[[ Information supplied open ]]

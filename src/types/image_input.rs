//! Photo input for one turn: raw bytes, a URL, or both.

use bytes::Bytes;
use serde::Serialize;

/// Photo input for one turn. Normalization replaces this with a bytes-only
/// value once the URL (if any) has been downloaded and validated.
#[derive(Debug, Clone, Default, PartialEq, Serialize)]
pub struct ImageInput {
  pub bytes: Option<Bytes>,
  pub url: Option<String>,
}

impl ImageInput {
  pub fn from_bytes(bytes: impl Into<Bytes>) -> Self {
    Self {
      bytes: Some(bytes.into()),
      url: None,
    }
  }

  pub fn from_url(url: impl Into<String>) -> Self {
    Self {
      bytes: None,
      url: Some(url.into()),
    }
  }

  /// True if there is anything to work with at all.
  pub fn has_data(&self) -> bool {
    self.bytes.as_ref().is_some_and(|b| !b.is_empty()) || self.url.as_ref().is_some_and(|u| !u.is_empty())
  }
}
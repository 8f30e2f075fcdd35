//! Local image classifier contract and confidence metrics.

use async_trait::async_trait;
use bytes::Bytes;
use serde::Serialize;
use tracing::instrument;

use crate::types::CallStatus;

/// One ranked class from the classifier's top-k output.
#[derive(Debug, Clone, PartialEq, Serialize)]
pub struct RankedLabel {
  pub label: String,
  pub prob: f64,
}

/// Full report of one classifier invocation.
#[derive(Debug, Clone, PartialEq, Serialize)]
pub struct InferenceReport {
  pub status: CallStatus,
  /// Ranked labels, highest probability first.
  pub top: Vec<RankedLabel>,
  pub p1: f64,
  pub p2: f64,
  pub entropy: f64,
  pub error: Option<String>,
}

impl InferenceReport {
  /// Builds a report from ranked labels, deriving the confidence metrics
  /// from the label probabilities. Empty input yields `status = empty`.
  pub fn from_ranked(top: Vec<RankedLabel>) -> Self {
    if top.is_empty() {
      return Self {
        status: CallStatus::Empty,
        top,
        p1: 0.0,
        p2: 0.0,
        entropy: 0.0,
        error: None,
      };
    }
    let probs: Vec<f64> = top.iter().map(|r| r.prob).collect();
    let (p1, p2, entropy) = distribution_metrics(&probs);
    Self {
      status: CallStatus::Ok,
      top,
      p1,
      p2,
      entropy,
      error: None,
    }
  }

  pub fn error(detail: impl Into<String>) -> Self {
    Self {
      status: CallStatus::Error,
      top: Vec::new(),
      p1: 0.0,
      p2: 0.0,
      entropy: 0.0,
      error: Some(detail.into()),
    }
  }
}

/// Computes `(p1, p2, entropy)` over a class probability distribution.
/// Entropy is Shannon entropy in nats; zero-probability classes contribute
/// nothing.
#[instrument(level = "trace", skip(probs))]
pub fn distribution_metrics(probs: &[f64]) -> (f64, f64, f64) {
  let mut sorted: Vec<f64> = probs.to_vec();
  sorted.sort_by(|a, b| b.partial_cmp(a).unwrap_or(std::cmp::Ordering::Equal));
  let p1 = sorted.first().copied().unwrap_or(0.0);
  let p2 = sorted.get(1).copied().unwrap_or(0.0);
  let entropy = probs
    .iter()
    .filter(|&&p| p > 0.0)
    .map(|&p| -p * p.ln())
    .sum();
  (p1, p2, entropy)
}

/// Local image classifier. The model handle behind an implementation is
/// process-wide, read-only after initialization, and safe for concurrent use.
#[async_trait]
pub trait Classifier: Send + Sync {
  /// Classifies `image`, returning at most `top_k` ranked labels. Failures
  /// are encoded in the report status, never returned as errors.
  async fn infer(&self, image: &Bytes, top_k: usize) -> InferenceReport;
}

[[ Information supplied closed ]]

• _Instructions for the task_: Wherever "labels" occurs in the records above, copy the line it sits in.

• _Output of the task_:
  /// Ranked labels, highest probability first.
  /// Builds a report from ranked labels, deriving the confidence metrics
  /// Classifies `image`, returning at most `top_k` ranked labels. Failures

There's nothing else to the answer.